╭─ INPUT DATA

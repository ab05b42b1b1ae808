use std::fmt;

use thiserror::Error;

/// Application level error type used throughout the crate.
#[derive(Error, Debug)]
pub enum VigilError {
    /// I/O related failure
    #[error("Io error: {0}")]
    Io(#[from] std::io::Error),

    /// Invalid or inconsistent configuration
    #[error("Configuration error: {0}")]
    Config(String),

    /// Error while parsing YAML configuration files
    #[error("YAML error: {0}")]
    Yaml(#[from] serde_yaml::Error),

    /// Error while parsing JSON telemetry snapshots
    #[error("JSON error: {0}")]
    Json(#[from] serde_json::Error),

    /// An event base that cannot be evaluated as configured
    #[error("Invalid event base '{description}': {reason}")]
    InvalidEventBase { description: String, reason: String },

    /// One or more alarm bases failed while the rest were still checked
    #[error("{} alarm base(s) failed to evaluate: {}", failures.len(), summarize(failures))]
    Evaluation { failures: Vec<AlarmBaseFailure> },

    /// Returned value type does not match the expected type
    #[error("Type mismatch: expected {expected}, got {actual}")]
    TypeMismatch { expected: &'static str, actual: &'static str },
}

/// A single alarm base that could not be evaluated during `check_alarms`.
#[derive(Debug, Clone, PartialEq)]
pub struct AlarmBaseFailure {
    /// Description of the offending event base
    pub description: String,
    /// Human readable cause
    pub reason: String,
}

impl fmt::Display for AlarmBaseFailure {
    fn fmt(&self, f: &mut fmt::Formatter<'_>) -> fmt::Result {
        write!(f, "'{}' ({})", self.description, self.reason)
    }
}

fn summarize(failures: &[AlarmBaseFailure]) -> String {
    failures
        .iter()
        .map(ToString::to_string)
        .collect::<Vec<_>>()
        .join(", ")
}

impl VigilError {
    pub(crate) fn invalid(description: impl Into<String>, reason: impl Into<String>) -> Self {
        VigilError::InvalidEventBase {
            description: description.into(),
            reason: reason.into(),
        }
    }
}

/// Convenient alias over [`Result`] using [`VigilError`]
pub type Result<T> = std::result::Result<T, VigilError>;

╰─

▶ EXERCISE
Go through the records and gather the lines that hold "while".

▶ SOLUTION FOR THIS TASK
    /// Error while parsing YAML configuration files
    /// Error while parsing JSON telemetry snapshots
    /// One or more alarm bases failed while the rest were still checked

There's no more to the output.